◆ What you will do ◆
Without skipping anything, print all of the data exactly.
Segment Start: Dataset entries
/// Groups of class-0 sub-opcodes sharing an operand shape.
#[derive(Clone, Copy, Debug, PartialEq, Eq, Hash)]
pub enum MathGroup {
    Halt,
    /// `ADD` to `XOR`.
    Arithmetic,
    /// `ABS` to `NOT`, apart from the random number generators.
    UnaryMath,
    /// `RNDI` and `RND`.
    Random,
    /// `MOV`, `XCHG` and `MALLOC`.
    RegisterPair,
    /// `INC`, `DEC`, `FTOI` and `ITOF`.
    RegisterSingle,
    /// `GOSUB` and `RETURN`.
    Subroutine,
    /// `LOADBYTE` to `STOREWORD`.
    MemoryAccess,
    MemoryCopy,
}

impl MathGroup {
    fn from_sub_opcode(sub: u32) -> Option<MathGroup> {
        match sub {
            0 => Some(MathGroup::Halt),
            1..=12 => Some(MathGroup::Arithmetic),
            24 | 25 => Some(MathGroup::Random),
            16..=31 => Some(MathGroup::UnaryMath),
            32 | 33 | 36 => Some(MathGroup::RegisterPair),
            34 | 35 | 37 | 38 => Some(MathGroup::RegisterSingle),
            62 | 63 => Some(MathGroup::Subroutine),
            // 0b1000_ss_d: size 0 to 2, direction bit.
            64..=69 => Some(MathGroup::MemoryAccess),
            72 => Some(MathGroup::MemoryCopy),
            _ => None,
        }
    }
}

#[derive(Clone, Copy, Debug, PartialEq, Eq, Hash)]
pub enum ImmediateWidth {
    Byte,
    HalfWord,
    Word,
}

#[derive(Clone, Copy, Debug, PartialEq, Eq, Hash)]
pub enum PeripheralOp {
    Call,
    MemorySize,
    /// `MEMSIZE` of the pseudo-device 0xFF.
    Uptime,
    Interrupt,
}

/// The closed set of instruction classes.  Every valid instruction
/// word decodes to exactly one of these.
#[derive(Clone, Copy, Debug, PartialEq, Eq, Hash)]
pub enum OpcodeClass {
    Math(MathGroup),
    Compare,
    Immediate(ImmediateWidth),
    LoadIndirect,
    StoreIndirect,
    Push,
    Pop,
    PushImmediate,
    PopImmediate,
    Jump(JumpCondition),
    Peripheral(PeripheralOp),
}

impl OpcodeClass {
    /// Classify an instruction word (or a base pattern).
    ///
    /// # Errors
    ///
    /// `DisassemblyFailure::UnknownOpcode` when the class field, or
    /// the secondary selector of classes 0, 1 and 15, holds a value
    /// which no instruction uses.
    pub fn decode(word: u32) -> Result<OpcodeClass, DisassemblyFailure> {
        let unknown = || DisassemblyFailure::UnknownOpcode(word);
        let class = (word & CLASS_MASK) >> CLASS_SHIFT;
        match class {
            0 => MathGroup::from_sub_opcode(word & MATH_OP_MASK)
                .map(OpcodeClass::Math)
                .ok_or_else(unknown),
            1 => {
                let mode = (word >> IMMEDIATE_MODE_SHIFT) & IMMEDIATE_MODE_MASK;
                // The top three bits of the mode overlap the second
                // register of a comparison.
                match mode {
                    m if m & 0b11 == 0 => Ok(OpcodeClass::Compare),
                    1 => Ok(OpcodeClass::Immediate(ImmediateWidth::Byte)),
                    2 => Ok(OpcodeClass::Immediate(ImmediateWidth::HalfWord)),
                    3 => Ok(OpcodeClass::Immediate(ImmediateWidth::Word)),
                    _ => Err(unknown()),
                }
            }
            2 => Ok(OpcodeClass::LoadIndirect),
            3 => Ok(OpcodeClass::StoreIndirect),
            4 => Ok(OpcodeClass::Push),
            5 => Ok(OpcodeClass::Pop),
            6 => Ok(OpcodeClass::PushImmediate),
            7 => Ok(OpcodeClass::PopImmediate),
            JUMP_CLASS => JumpCondition::from_word(word)
                .map(OpcodeClass::Jump)
                .ok_or_else(unknown),
            15 => {
                let selector = (word >> PERIPHERAL_SELECTOR_SHIFT) & PERIPHERAL_SELECTOR_MASK;
                match selector {
                    0 => Ok(OpcodeClass::Peripheral(PeripheralOp::Call)),
                    1 if word & BYTE_MASK == BYTE_MASK => {
                        Ok(OpcodeClass::Peripheral(PeripheralOp::Uptime))
                    }
                    1 => Ok(OpcodeClass::Peripheral(PeripheralOp::MemorySize)),
                    PERIPHERAL_SELECTOR_MASK => Ok(OpcodeClass::Peripheral(PeripheralOp::Interrupt)),
                    _ => Err(unknown()),
                }
            }
            _ => Err(unknown()),
        }
    }

    #[must_use]
    pub fn signature(self) -> OperandSignature {
        use signatures::*;
        match self {
            OpcodeClass::Math(group) => match group {
                MathGroup::Halt | MathGroup::Subroutine => EMPTY,
                MathGroup::Arithmetic | MathGroup::MemoryAccess => RRR,
                MathGroup::UnaryMath | MathGroup::RegisterPair => RR,
                MathGroup::Random | MathGroup::RegisterSingle => R,
                MathGroup::MemoryCopy => RRRRR,
            },
            OpcodeClass::Compare => RR,
            OpcodeClass::Immediate(ImmediateWidth::Byte) => RB,
            OpcodeClass::Immediate(ImmediateWidth::HalfWord) => RW,
            OpcodeClass::Immediate(ImmediateWidth::Word) => RF,
            OpcodeClass::LoadIndirect | OpcodeClass::StoreIndirect => RA,
            OpcodeClass::Push | OpcodeClass::Pop => R,
            OpcodeClass::PushImmediate | OpcodeClass::Jump(_) => A,
            OpcodeClass::PopImmediate => EMPTY,
            OpcodeClass::Peripheral(PeripheralOp::Call | PeripheralOp::MemorySize) => RB,
            OpcodeClass::Peripheral(PeripheralOp::Uptime) => R,
            OpcodeClass::Peripheral(PeripheralOp::Interrupt) => B,
        }
    }

    /// True for classes whose condition field is part of the opcode
    /// rather than a suffix.
    #[must_use]
    pub fn is_jump(self) -> bool {
        matches!(self, OpcodeClass::Jump(_))
    }
}

/// A single instruction word.
#[derive(Clone, Copy, PartialEq, Eq, Hash)]
pub struct Instruction(u32);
Segment End: Dataset entries
◆ Expected answer ◆
/// Groups of class-0 sub-opcodes sharing an operand shape.
#[derive(Clone, Copy, Debug, PartialEq, Eq, Hash)]
pub enum MathGroup {
    Halt,
    /// `ADD` to `XOR`.
    Arithmetic,
    /// `ABS` to `NOT`, apart from the random number generators.
    UnaryMath,
    /// `RNDI` and `RND`.
    Random,
    /// `MOV`, `XCHG` and `MALLOC`.
    RegisterPair,
    /// `INC`, `DEC`, `FTOI` and `ITOF`.
    RegisterSingle,
    /// `GOSUB` and `RETURN`.
    Subroutine,
    /// `LOADBYTE` to `STOREWORD`.
    MemoryAccess,
    MemoryCopy,
}

impl MathGroup {
    fn from_sub_opcode(sub: u32) -> Option<MathGroup> {
        match sub {
            0 => Some(MathGroup::Halt),
            1..=12 => Some(MathGroup::Arithmetic),
            24 | 25 => Some(MathGroup::Random),
            16..=31 => Some(MathGroup::UnaryMath),
            32 | 33 | 36 => Some(MathGroup::RegisterPair),
            34 | 35 | 37 | 38 => Some(MathGroup::RegisterSingle),
            62 | 63 => Some(MathGroup::Subroutine),
            // 0b1000_ss_d: size 0 to 2, direction bit.
            64..=69 => Some(MathGroup::MemoryAccess),
            72 => Some(MathGroup::MemoryCopy),
            _ => None,
        }
    }
}

#[derive(Clone, Copy, Debug, PartialEq, Eq, Hash)]
pub enum ImmediateWidth {
    Byte,
    HalfWord,
    Word,
}

#[derive(Clone, Copy, Debug, PartialEq, Eq, Hash)]
pub enum PeripheralOp {
    Call,
    MemorySize,
    /// `MEMSIZE` of the pseudo-device 0xFF.
    Uptime,
    Interrupt,
}

/// The closed set of instruction classes.  Every valid instruction
/// word decodes to exactly one of these.
#[derive(Clone, Copy, Debug, PartialEq, Eq, Hash)]
pub enum OpcodeClass {
    Math(MathGroup),
    Compare,
    Immediate(ImmediateWidth),
    LoadIndirect,
    StoreIndirect,
    Push,
    Pop,
    PushImmediate,
    PopImmediate,
    Jump(JumpCondition),
    Peripheral(PeripheralOp),
}

impl OpcodeClass {
    /// Classify an instruction word (or a base pattern).
    ///
    /// # Errors
    ///
    /// `DisassemblyFailure::UnknownOpcode` when the class field, or
    /// the secondary selector of classes 0, 1 and 15, holds a value
    /// which no instruction uses.
    pub fn decode(word: u32) -> Result<OpcodeClass, DisassemblyFailure> {
        let unknown = || DisassemblyFailure::UnknownOpcode(word);
        let class = (word & CLASS_MASK) >> CLASS_SHIFT;
        match class {
            0 => MathGroup::from_sub_opcode(word & MATH_OP_MASK)
                .map(OpcodeClass::Math)
                .ok_or_else(unknown),
            1 => {
                let mode = (word >> IMMEDIATE_MODE_SHIFT) & IMMEDIATE_MODE_MASK;
                // The top three bits of the mode overlap the second
                // register of a comparison.
                match mode {
                    m if m & 0b11 == 0 => Ok(OpcodeClass::Compare),
                    1 => Ok(OpcodeClass::Immediate(ImmediateWidth::Byte)),
                    2 => Ok(OpcodeClass::Immediate(ImmediateWidth::HalfWord)),
                    3 => Ok(OpcodeClass::Immediate(ImmediateWidth::Word)),
                    _ => Err(unknown()),
                }
            }
            2 => Ok(OpcodeClass::LoadIndirect),
            3 => Ok(OpcodeClass::StoreIndirect),
            4 => Ok(OpcodeClass::Push),
            5 => Ok(OpcodeClass::Pop),
            6 => Ok(OpcodeClass::PushImmediate),
            7 => Ok(OpcodeClass::PopImmediate),
            JUMP_CLASS => JumpCondition::from_word(word)
                .map(OpcodeClass::Jump)
                .ok_or_else(unknown),
            15 => {
                let selector = (word >> PERIPHERAL_SELECTOR_SHIFT) & PERIPHERAL_SELECTOR_MASK;
                match selector {
                    0 => Ok(OpcodeClass::Peripheral(PeripheralOp::Call)),
                    1 if word & BYTE_MASK == BYTE_MASK => {
                        Ok(OpcodeClass::Peripheral(PeripheralOp::Uptime))
                    }
                    1 => Ok(OpcodeClass::Peripheral(PeripheralOp::MemorySize)),
                    PERIPHERAL_SELECTOR_MASK => Ok(OpcodeClass::Peripheral(PeripheralOp::Interrupt)),
                    _ => Err(unknown()),
                }
            }
            _ => Err(unknown()),
        }
    }

    #[must_use]
    pub fn signature(self) -> OperandSignature {
        use signatures::*;
        match self {
            OpcodeClass::Math(group) => match group {
                MathGroup::Halt | MathGroup::Subroutine => EMPTY,
                MathGroup::Arithmetic | MathGroup::MemoryAccess => RRR,
                MathGroup::UnaryMath | MathGroup::RegisterPair => RR,
                MathGroup::Random | MathGroup::RegisterSingle => R,
                MathGroup::MemoryCopy => RRRRR,
            },
            OpcodeClass::Compare => RR,
            OpcodeClass::Immediate(ImmediateWidth::Byte) => RB,
            OpcodeClass::Immediate(ImmediateWidth::HalfWord) => RW,
            OpcodeClass::Immediate(ImmediateWidth::Word) => RF,
            OpcodeClass::LoadIndirect | OpcodeClass::StoreIndirect => RA,
            OpcodeClass::Push | OpcodeClass::Pop => R,
            OpcodeClass::PushImmediate | OpcodeClass::Jump(_) => A,
            OpcodeClass::PopImmediate => EMPTY,
            OpcodeClass::Peripheral(PeripheralOp::Call | PeripheralOp::MemorySize) => RB,
            OpcodeClass::Peripheral(PeripheralOp::Uptime) => R,
            OpcodeClass::Peripheral(PeripheralOp::Interrupt) => B,
        }
    }

    /// True for classes whose condition field is part of the opcode
    /// rather than a suffix.
    #[must_use]
    pub fn is_jump(self) -> bool {
        matches!(self, OpcodeClass::Jump(_))
    }
}

/// A single instruction word.
#[derive(Clone, Copy, PartialEq, Eq, Hash)]
pub struct Instruction(u32);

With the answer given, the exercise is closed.